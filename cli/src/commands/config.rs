use anyhow::{Context, Result};
use clap::Subcommand;
use colored::Colorize;
use std::path::PathBuf;

use fleet_supervisor_core::config::{init_config_file, Config, ConfigLoader};

use crate::error::CliError;

#[derive(Subcommand)]
pub enum ConfigCommands {
    /// Write a freshly-defaulted configuration file to the standard location
    Init {
        /// Overwrite an existing config file
        #[arg(long)]
        force: bool,
    },

    /// Show the effective configuration (defaults + file + environment)
    Show {
        /// Load from this file instead of the default location
        #[arg(short, long)]
        config: Option<PathBuf>,
    },

    /// Validate a configuration file against the supervisor's schema
    Validate {
        /// Path to the config file to validate
        #[arg(short, long)]
        config: PathBuf,
    },
}

pub async fn execute(cmd: ConfigCommands, verbose: bool) -> Result<()> {
    match cmd {
        ConfigCommands::Init { force } => init_config(force, verbose),
        ConfigCommands::Show { config } => show_config(config, verbose),
        ConfigCommands::Validate { config } => validate_config(config, verbose),
    }
}

fn init_config(force: bool, verbose: bool) -> Result<()> {
    let config_path = ConfigLoader::default_config_path()
        .context("could not determine the default config directory")?;

    if config_path.exists() && !force {
        return Err(CliError::ConfigAlreadyExists {
            path: config_path.display().to_string(),
        }
        .into());
    }

    if config_path.exists() && force {
        std::fs::remove_file(&config_path).context("failed to remove existing config file")?;
    }

    let written_path = init_config_file()?;
    println!("{} wrote default configuration to {}", "✓".green().bold(), written_path.display());

    if verbose {
        let contents = std::fs::read_to_string(&written_path)?;
        println!("\n{contents}");
    }

    Ok(())
}

fn show_config(config_path: Option<PathBuf>, verbose: bool) -> Result<()> {
    let mut loader = ConfigLoader::new();
    if let Some(ref path) = config_path {
        loader = loader.with_file(path);
    }

    let config: Config = loader.load().context("failed to load configuration")?;
    let toml_string = toml::to_string_pretty(&config).context("failed to serialize configuration")?;

    println!("{}", "Effective configuration".bold());
    println!("{}", "─".repeat(60).dimmed());
    print!("{toml_string}");
    println!("{}", "─".repeat(60).dimmed());

    if verbose {
        if let Some(path) = config_path {
            println!("\nLoaded with explicit override file: {}", path.display());
        } else if let Some(default_path) = ConfigLoader::default_config_path() {
            println!("\nDefault config location: {}", default_path.display());
        }
    }

    Ok(())
}

fn validate_config(config_path: PathBuf, verbose: bool) -> Result<()> {
    if !config_path.exists() {
        return Err(CliError::configuration(
            format!("configuration file not found: {}", config_path.display()),
            "run `supervisorctl config init` to write a default file",
        )
        .into());
    }

    let config: Config = ConfigLoader::new()
        .with_file(&config_path)
        .skip_env()
        .load()
        .map_err(|e| CliError::configuration(e.to_string(), "check the file against `supervisorctl config show`"))?;

    println!("{} configuration file is valid", "✓".green().bold());
    println!("  supervisor_address:               {}", config.supervisor_address);
    println!("  health_check_interval:            {}s", config.supervisor.health_check_interval);
    println!("  health_check_timeout:             {}s", config.supervisor.health_check_timeout);
    println!(
        "  health_check_failure_threshold:  {}",
        config.supervisor.health_check_failure_threshold
    );
    println!(
        "  default_cancel_block_duration:   {}s",
        config.supervisor.default_cancel_block_duration
    );

    if verbose {
        let contents = std::fs::read_to_string(&config_path)?;
        println!("\n{contents}");
    }

    Ok(())
}

#[cfg(test)]
mod tests {
    use super::*;
    use tempfile::TempDir;

    #[test]
    fn validate_rejects_missing_file() {
        let temp_dir = TempDir::new().unwrap();
        let missing = temp_dir.path().join("nope.toml");
        assert!(validate_config(missing, false).is_err());
    }

    #[test]
    fn validate_accepts_well_formed_file() {
        let temp_dir = TempDir::new().unwrap();
        let path = temp_dir.path().join("config.toml");
        std::fs::write(
            &path,
            "supervisor_address = \"127.0.0.1:9000\"\n[supervisor]\nhealth_check_interval = 10\n",
        )
        .unwrap();
        assert!(validate_config(path, false).is_ok());
    }

    #[test]
    fn validate_rejects_invalid_values() {
        let temp_dir = TempDir::new().unwrap();
        let path = temp_dir.path().join("config.toml");
        std::fs::write(&path, "[supervisor]\nhealth_check_interval = 0\n").unwrap();
        assert!(validate_config(path, false).is_err());
    }
}
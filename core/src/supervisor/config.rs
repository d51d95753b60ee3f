// Licensed under the Apache License, Version 2.0 <LICENSE-APACHE or
// https://www.apache.org/licenses/LICENSE-2.0> or the MIT license
// <LICENSE-MIT or https://opensource.org/licenses/MIT>, at your
// option. This file may not be copied, modified, or distributed
// except according to those terms.

//! Supervisor configuration: the four health-monitor knobs plus the
//! disable flag, loadable through the same `config`-crate layering
//! ([`crate::config::ConfigLoader`]) used elsewhere in this crate.

use serde::{Deserialize, Serialize};
use serde_valid::Validate;

/// Supervisor-wide tunables, validated and (de)serializable so they can be
/// embedded in a `[supervisor]` table of the crate's top-level config file
/// or overridden via `LLM_TEST_BENCH_SUPERVISOR_SUPERVISOR__*` environment
/// variables.
#[derive(Debug, Clone, Serialize, Deserialize, Validate)]
#[serde(default)]
pub struct SupervisorConfig {
    /// Seconds between health sweeps.
    #[validate(minimum = 1)]
    pub health_check_interval: u64,
    /// Seconds of staleness before a worker is considered unresponsive on
    /// one sweep.
    #[validate(minimum = 1)]
    pub health_check_timeout: u64,
    /// Consecutive stale sweeps before a worker is evicted.
    #[validate(minimum = 1)]
    pub health_check_failure_threshold: u32,
    /// Seconds an aborted request's replica is blocked from rescheduling.
    #[validate(minimum = 0)]
    pub default_cancel_block_duration: u64,
    /// When `true`, the health monitor loop is never started (used by
    /// tests that want full control over eviction timing).
    pub disable_health_monitor: bool,
}

impl Default for SupervisorConfig {
    fn default() -> Self {
        Self {
            health_check_interval: 30,
            health_check_timeout: 90,
            health_check_failure_threshold: 3,
            default_cancel_block_duration: 120,
            disable_health_monitor: false,
        }
    }
}

#[cfg(test)]
mod tests {
    use super::*;

    #[test]
    fn defaults_match_documented_values() {
        let cfg = SupervisorConfig::default();
        assert_eq!(cfg.health_check_interval, 30);
        assert_eq!(cfg.health_check_timeout, 90);
        assert_eq!(cfg.health_check_failure_threshold, 3);
        assert_eq!(cfg.default_cancel_block_duration, 120);
        assert!(!cfg.disable_health_monitor);
    }

    #[test]
    fn defaults_pass_validation() {
        assert!(SupervisorConfig::default().validate().is_ok());
    }
}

WHAT NEEDS TO BE DONE
With every line intact, print the records above again.

ANSWER SECTION
filename cli/src/commands/config.rs
use anyhow::{Context, Result};
use clap::Subcommand;
use colored::Colorize;
use std::path::PathBuf;

use fleet_supervisor_core::config::{init_config_file, Config, ConfigLoader};

use crate::error::CliError;

#[derive(Subcommand)]
pub enum ConfigCommands {
    /// Write a freshly-defaulted configuration file to the standard location
    Init {
        /// Overwrite an existing config file
        #[arg(long)]
        force: bool,
    },

    /// Show the effective configuration (defaults + file + environment)
    Show {
        /// Load from this file instead of the default location
        #[arg(short, long)]
        config: Option<PathBuf>,
    },

    /// Validate a configuration file against the supervisor's schema
    Validate {
        /// Path to the config file to validate
        #[arg(short, long)]
        config: PathBuf,
    },
}

pub async fn execute(cmd: ConfigCommands, verbose: bool) -> Result<()> {
    match cmd {
        ConfigCommands::Init { force } => init_config(force, verbose),
        ConfigCommands::Show { config } => show_config(config, verbose),
        ConfigCommands::Validate { config } => validate_config(config, verbose),
    }
}

fn init_config(force: bool, verbose: bool) -> Result<()> {
    let config_path = ConfigLoader::default_config_path()
        .context("could not determine the default config directory")?;

    if config_path.exists() && !force {
        return Err(CliError::ConfigAlreadyExists {
            path: config_path.display().to_string(),
        }
        .into());
    }

    if config_path.exists() && force {
        std::fs::remove_file(&config_path).context("failed to remove existing config file")?;
    }

    let written_path = init_config_file()?;
    println!("{} wrote default configuration to {}", "✓".green().bold(), written_path.display());

    if verbose {
        let contents = std::fs::read_to_string(&written_path)?;
        println!("\n{contents}");
    }

    Ok(())
}

fn show_config(config_path: Option<PathBuf>, verbose: bool) -> Result<()> {
    let mut loader = ConfigLoader::new();
    if let Some(ref path) = config_path {
        loader = loader.with_file(path);
    }

    let config: Config = loader.load().context("failed to load configuration")?;
    let toml_string = toml::to_string_pretty(&config).context("failed to serialize configuration")?;

    println!("{}", "Effective configuration".bold());
    println!("{}", "─".repeat(60).dimmed());
    print!("{toml_string}");
    println!("{}", "─".repeat(60).dimmed());

    if verbose {
        if let Some(path) = config_path {
            println!("\nLoaded with explicit override file: {}", path.display());
        } else if let Some(default_path) = ConfigLoader::default_config_path() {
            println!("\nDefault config location: {}", default_path.display());
        }
    }

    Ok(())
}

fn validate_config(config_path: PathBuf, verbose: bool) -> Result<()> {
    if !config_path.exists() {
        return Err(CliError::configuration(
            format!("configuration file not found: {}", config_path.display()),
            "run `supervisorctl config init` to write a default file",
        )
        .into());
    }

    let config: Config = ConfigLoader::new()
        .with_file(&config_path)
        .skip_env()
        .load()
        .map_err(|e| CliError::configuration(e.to_string(), "check the file against `supervisorctl config show`"))?;

    println!("{} configuration file is valid", "✓".green().bold());
    println!("  supervisor_address:               {}", config.supervisor_address);
    println!("  health_check_interval:            {}s", config.supervisor.health_check_interval);
    println!("  health_check_timeout:             {}s", config.supervisor.health_check_timeout);
    println!(
        "  health_check_failure_threshold:  {}",
        config.supervisor.health_check_failure_threshold
    );
    println!(
        "  default_cancel_block_duration:   {}s",
        config.supervisor.default_cancel_block_duration
    );

    if verbose {
        let contents = std::fs::read_to_string(&config_path)?;
        println!("\n{contents}");
    }

    Ok(())
}

#[cfg(test)]
mod tests {
    use super::*;
    use tempfile::TempDir;

    #[test]
    fn validate_rejects_missing_file() {
        let temp_dir = TempDir::new().unwrap();
        let missing = temp_dir.path().join("nope.toml");
        assert!(validate_config(missing, false).is_err());
    }

    #[test]
    fn validate_accepts_well_formed_file() {
        let temp_dir = TempDir::new().unwrap();
        let path = temp_dir.path().join("config.toml");
        std::fs::write(
            &path,
            "supervisor_address = \"127.0.0.1:9000\"\n[supervisor]\nhealth_check_interval = 10\n",
        )
        .unwrap();
        assert!(validate_config(path, false).is_ok());
    }

    #[test]
    fn validate_rejects_invalid_values() {
        let temp_dir = TempDir::new().unwrap();
        let path = temp_dir.path().join("config.toml");
        std::fs::write(&path, "[supervisor]\nhealth_check_interval = 0\n").unwrap();
        assert!(validate_config(path, false).is_err());
    }
}
filename core/src/supervisor/config.rs
repository d51d95753b60ee3f
// Licensed under the Apache License, Version 2.0 <LICENSE-APACHE or
// https://www.apache.org/licenses/LICENSE-2.0> or the MIT license
// <LICENSE-MIT or https://opensource.org/licenses/MIT>, at your
// option. This file may not be copied, modified, or distributed
// except according to those terms.

//! Supervisor configuration: the four health-monitor knobs plus the
//! disable flag, loadable through the same `config`-crate layering
//! ([`crate::config::ConfigLoader`]) used elsewhere in this crate.

use serde::{Deserialize, Serialize};
use serde_valid::Validate;

/// Supervisor-wide tunables, validated and (de)serializable so they can be
/// embedded in a `[supervisor]` table of the crate's top-level config file
/// or overridden via `LLM_TEST_BENCH_SUPERVISOR_SUPERVISOR__*` environment
/// variables.
#[derive(Debug, Clone, Serialize, Deserialize, Validate)]
#[serde(default)]
pub struct SupervisorConfig {
    /// Seconds between health sweeps.
    #[validate(minimum = 1)]
    pub health_check_interval: u64,
    /// Seconds of staleness before a worker is considered unresponsive on
    /// one sweep.
    #[validate(minimum = 1)]
    pub health_check_timeout: u64,
    /// Consecutive stale sweeps before a worker is evicted.
    #[validate(minimum = 1)]
    pub health_check_failure_threshold: u32,
    /// Seconds an aborted request's replica is blocked from rescheduling.
    #[validate(minimum = 0)]
    pub default_cancel_block_duration: u64,
    /// When `true`, the health monitor loop is never started (used by
    /// tests that want full control over eviction timing).
    pub disable_health_monitor: bool,
}

impl Default for SupervisorConfig {
    fn default() -> Self {
        Self {
            health_check_interval: 30,
            health_check_timeout: 90,
            health_check_failure_threshold: 3,
            default_cancel_block_duration: 120,
            disable_health_monitor: false,
        }
    }
}

#[cfg(test)]
mod tests {
    use super::*;

    #[test]
    fn defaults_match_documented_values() {
        let cfg = SupervisorConfig::default();
        assert_eq!(cfg.health_check_interval, 30);
        assert_eq!(cfg.health_check_timeout, 90);
        assert_eq!(cfg.health_check_failure_threshold, 3);
        assert_eq!(cfg.default_cancel_block_duration, 120);
        assert!(!cfg.disable_health_monitor);
    }

    #[test]
    fn defaults_pass_validation() {
        assert!(SupervisorConfig::default().validate().is_ok());
    }
}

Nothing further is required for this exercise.